Stored items:
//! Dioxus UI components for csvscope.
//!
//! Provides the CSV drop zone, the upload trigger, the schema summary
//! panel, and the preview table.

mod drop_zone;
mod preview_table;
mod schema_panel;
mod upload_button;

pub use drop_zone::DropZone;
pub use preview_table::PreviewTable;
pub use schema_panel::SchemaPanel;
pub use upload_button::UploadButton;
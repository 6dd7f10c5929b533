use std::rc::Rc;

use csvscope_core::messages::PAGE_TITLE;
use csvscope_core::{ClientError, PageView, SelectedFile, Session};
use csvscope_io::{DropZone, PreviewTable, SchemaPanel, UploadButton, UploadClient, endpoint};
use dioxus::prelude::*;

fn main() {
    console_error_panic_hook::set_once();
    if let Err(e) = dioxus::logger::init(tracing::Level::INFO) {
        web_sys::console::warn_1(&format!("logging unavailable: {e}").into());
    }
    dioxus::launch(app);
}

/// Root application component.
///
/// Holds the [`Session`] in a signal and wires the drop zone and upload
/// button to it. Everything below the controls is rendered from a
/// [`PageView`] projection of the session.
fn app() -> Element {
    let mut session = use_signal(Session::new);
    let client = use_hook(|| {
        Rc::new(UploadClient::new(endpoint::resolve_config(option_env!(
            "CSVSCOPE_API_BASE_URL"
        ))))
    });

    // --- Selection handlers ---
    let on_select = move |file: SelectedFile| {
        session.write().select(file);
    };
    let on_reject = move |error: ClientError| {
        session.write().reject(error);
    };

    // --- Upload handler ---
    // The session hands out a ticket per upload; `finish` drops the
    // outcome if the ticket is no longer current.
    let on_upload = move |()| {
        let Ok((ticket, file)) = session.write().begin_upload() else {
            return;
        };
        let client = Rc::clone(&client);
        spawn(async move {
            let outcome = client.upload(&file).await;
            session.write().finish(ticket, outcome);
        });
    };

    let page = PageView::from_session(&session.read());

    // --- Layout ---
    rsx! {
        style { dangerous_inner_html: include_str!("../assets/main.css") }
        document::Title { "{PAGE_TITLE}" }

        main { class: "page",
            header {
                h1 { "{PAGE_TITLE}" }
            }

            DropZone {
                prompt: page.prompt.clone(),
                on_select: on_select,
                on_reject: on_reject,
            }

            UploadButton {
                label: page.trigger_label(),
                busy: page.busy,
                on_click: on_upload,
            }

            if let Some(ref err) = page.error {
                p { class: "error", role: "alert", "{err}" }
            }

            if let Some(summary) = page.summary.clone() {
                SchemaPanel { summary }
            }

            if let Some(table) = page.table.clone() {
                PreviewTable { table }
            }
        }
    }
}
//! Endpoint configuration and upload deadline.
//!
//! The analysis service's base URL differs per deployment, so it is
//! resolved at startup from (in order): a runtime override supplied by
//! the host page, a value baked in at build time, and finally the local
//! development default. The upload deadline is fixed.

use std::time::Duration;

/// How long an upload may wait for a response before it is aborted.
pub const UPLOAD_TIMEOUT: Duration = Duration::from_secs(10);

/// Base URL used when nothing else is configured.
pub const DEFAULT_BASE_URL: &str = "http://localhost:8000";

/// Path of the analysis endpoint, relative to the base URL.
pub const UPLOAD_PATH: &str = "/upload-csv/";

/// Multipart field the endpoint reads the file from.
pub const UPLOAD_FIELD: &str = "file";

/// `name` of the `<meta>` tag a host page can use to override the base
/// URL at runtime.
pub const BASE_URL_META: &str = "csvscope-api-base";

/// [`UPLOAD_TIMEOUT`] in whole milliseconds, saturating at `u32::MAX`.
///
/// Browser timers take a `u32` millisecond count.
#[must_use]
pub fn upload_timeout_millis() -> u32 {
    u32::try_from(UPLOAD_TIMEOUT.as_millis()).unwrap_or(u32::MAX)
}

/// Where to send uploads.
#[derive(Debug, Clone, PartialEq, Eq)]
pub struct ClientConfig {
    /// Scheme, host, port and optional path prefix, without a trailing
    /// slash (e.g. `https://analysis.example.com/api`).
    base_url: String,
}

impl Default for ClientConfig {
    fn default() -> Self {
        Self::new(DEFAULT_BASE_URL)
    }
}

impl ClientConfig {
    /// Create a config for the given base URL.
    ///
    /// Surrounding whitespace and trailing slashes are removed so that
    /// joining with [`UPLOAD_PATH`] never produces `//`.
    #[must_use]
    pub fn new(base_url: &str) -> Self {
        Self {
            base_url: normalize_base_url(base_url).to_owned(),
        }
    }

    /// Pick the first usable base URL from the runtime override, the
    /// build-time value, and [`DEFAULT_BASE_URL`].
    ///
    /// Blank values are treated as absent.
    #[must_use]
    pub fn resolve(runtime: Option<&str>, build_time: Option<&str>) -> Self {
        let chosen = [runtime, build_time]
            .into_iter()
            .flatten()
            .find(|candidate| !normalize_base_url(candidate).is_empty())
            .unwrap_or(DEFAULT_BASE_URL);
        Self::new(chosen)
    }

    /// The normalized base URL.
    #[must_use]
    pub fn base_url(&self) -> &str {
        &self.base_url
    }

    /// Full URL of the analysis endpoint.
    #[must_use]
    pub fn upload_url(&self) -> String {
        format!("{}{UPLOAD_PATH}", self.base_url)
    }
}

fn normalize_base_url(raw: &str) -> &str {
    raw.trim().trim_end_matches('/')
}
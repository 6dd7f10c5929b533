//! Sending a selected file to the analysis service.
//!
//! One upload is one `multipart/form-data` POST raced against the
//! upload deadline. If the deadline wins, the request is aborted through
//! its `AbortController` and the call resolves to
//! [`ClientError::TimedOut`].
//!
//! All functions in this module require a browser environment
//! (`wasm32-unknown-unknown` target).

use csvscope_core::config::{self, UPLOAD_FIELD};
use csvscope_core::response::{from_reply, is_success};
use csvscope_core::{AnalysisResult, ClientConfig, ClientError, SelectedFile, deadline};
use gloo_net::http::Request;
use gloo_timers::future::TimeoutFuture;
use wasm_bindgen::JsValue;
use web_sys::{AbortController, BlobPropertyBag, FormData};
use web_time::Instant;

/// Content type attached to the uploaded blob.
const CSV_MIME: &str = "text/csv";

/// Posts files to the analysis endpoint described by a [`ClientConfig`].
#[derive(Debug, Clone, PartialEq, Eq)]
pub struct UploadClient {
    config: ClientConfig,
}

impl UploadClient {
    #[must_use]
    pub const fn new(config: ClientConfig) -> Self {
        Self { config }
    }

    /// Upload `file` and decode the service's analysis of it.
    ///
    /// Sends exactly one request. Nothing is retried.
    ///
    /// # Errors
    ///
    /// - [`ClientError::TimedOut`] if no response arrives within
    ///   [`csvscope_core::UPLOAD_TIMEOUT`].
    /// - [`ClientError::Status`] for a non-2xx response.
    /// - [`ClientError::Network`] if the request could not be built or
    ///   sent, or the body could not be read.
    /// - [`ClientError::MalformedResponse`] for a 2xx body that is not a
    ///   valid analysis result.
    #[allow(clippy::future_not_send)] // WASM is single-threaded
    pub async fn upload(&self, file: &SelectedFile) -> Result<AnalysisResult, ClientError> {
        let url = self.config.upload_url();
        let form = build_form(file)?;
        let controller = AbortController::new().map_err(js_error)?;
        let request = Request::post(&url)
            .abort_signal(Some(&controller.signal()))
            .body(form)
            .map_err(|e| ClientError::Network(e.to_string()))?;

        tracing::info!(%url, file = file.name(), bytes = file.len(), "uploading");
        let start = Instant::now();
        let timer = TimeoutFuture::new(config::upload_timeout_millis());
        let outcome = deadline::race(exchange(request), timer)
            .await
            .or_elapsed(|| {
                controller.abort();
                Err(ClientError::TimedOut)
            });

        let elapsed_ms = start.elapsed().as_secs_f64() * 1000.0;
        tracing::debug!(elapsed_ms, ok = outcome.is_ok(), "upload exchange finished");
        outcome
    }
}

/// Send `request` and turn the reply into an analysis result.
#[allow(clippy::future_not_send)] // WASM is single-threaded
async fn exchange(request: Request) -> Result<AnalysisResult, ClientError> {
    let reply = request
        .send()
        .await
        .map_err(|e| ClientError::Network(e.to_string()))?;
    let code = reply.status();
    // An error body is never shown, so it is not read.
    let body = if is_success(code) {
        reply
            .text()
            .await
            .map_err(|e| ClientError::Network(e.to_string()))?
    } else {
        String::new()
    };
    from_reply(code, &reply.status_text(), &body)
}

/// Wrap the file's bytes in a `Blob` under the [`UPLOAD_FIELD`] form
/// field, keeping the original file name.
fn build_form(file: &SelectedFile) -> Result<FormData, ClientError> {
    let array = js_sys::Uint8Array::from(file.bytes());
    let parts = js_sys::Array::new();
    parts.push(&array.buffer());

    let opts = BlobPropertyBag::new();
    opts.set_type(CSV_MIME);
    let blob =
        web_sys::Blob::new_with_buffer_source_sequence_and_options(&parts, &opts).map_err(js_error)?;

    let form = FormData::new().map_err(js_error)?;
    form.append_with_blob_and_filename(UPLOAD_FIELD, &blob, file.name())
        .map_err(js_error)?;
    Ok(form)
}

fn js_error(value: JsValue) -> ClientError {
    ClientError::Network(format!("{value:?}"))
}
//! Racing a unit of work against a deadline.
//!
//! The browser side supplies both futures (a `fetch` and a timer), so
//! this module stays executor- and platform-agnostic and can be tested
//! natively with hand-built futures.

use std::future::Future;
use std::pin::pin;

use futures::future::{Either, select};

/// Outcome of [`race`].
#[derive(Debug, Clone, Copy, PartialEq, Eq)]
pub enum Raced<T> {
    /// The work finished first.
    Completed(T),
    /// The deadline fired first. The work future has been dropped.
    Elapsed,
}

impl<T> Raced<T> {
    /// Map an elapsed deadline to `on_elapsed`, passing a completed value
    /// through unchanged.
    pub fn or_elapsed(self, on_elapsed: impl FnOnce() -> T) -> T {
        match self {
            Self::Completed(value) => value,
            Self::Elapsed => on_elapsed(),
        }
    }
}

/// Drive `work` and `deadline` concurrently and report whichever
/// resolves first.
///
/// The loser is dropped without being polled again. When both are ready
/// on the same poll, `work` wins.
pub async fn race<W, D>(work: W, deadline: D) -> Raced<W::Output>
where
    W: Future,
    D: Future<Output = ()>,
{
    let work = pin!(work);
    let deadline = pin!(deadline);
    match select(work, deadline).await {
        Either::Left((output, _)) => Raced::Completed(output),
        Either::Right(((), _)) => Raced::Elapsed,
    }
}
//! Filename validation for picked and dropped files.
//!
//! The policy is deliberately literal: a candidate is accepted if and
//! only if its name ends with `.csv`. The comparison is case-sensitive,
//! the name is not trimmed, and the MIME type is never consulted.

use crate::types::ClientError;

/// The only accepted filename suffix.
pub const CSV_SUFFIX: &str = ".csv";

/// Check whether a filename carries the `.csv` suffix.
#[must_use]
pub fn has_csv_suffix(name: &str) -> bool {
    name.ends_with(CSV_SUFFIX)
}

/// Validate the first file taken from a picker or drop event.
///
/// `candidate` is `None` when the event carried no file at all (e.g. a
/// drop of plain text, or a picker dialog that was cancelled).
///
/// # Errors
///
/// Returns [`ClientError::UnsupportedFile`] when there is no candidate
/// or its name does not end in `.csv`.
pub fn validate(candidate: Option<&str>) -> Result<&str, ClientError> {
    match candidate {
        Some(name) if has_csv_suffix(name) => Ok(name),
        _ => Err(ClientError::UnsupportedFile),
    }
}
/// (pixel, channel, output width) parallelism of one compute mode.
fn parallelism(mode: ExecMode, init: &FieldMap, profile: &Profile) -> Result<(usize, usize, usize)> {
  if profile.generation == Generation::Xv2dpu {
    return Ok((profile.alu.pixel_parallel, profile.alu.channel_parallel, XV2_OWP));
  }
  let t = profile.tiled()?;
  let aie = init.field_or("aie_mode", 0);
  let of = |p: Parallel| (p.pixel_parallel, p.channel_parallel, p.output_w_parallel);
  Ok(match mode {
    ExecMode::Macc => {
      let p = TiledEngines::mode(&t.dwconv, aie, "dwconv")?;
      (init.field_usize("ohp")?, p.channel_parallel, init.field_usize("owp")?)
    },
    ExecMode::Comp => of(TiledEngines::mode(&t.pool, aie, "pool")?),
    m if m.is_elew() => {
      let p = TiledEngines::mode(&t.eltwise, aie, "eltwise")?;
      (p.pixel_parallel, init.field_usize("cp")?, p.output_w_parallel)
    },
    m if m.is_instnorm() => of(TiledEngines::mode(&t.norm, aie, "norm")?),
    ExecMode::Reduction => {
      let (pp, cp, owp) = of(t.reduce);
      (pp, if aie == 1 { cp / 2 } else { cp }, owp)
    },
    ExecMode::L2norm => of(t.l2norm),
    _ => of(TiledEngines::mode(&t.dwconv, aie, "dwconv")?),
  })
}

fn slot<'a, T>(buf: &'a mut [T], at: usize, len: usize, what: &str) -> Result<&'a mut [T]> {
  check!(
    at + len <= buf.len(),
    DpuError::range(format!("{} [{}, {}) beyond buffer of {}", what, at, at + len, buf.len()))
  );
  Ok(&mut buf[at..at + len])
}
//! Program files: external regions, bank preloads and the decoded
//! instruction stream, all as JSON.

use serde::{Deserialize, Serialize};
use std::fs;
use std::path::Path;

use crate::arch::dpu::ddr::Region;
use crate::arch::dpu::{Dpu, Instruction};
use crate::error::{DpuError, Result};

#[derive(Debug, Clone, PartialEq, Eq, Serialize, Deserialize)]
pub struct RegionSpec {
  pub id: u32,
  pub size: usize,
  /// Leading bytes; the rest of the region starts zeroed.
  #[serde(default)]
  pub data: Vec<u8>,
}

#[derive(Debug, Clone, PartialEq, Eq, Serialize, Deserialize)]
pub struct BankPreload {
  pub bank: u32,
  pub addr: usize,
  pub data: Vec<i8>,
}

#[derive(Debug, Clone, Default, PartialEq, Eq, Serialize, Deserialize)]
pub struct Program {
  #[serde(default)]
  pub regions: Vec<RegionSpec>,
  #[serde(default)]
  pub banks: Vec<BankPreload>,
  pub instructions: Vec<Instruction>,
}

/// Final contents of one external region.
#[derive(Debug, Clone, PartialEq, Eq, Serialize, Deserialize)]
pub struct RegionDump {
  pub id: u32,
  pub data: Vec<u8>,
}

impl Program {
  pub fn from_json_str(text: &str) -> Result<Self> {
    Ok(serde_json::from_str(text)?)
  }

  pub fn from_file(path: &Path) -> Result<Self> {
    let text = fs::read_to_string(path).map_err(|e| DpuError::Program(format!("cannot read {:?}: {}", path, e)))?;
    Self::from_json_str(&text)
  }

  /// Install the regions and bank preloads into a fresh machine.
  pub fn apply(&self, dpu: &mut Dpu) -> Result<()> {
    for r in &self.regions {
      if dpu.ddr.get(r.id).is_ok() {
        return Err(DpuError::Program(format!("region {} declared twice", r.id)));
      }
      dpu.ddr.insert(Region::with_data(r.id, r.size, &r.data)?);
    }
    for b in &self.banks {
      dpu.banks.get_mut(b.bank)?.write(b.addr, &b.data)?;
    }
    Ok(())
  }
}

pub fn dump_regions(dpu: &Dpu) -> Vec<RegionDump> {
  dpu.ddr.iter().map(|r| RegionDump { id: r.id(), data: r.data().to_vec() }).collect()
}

WORK ORDER:
Copy the records above exactly, please, but only from the first line through the line containing "pub use upload_button::UploadButton;".

SOLUTION TO THIS PROBLEM:
//! Dioxus UI components for csvscope.
//!
//! Provides the CSV drop zone, the upload trigger, the schema summary
//! panel, and the preview table.

mod drop_zone;
mod preview_table;
mod schema_panel;
mod upload_button;

pub use drop_zone::DropZone;
pub use preview_table::PreviewTable;
pub use schema_panel::SchemaPanel;
pub use upload_button::UploadButton;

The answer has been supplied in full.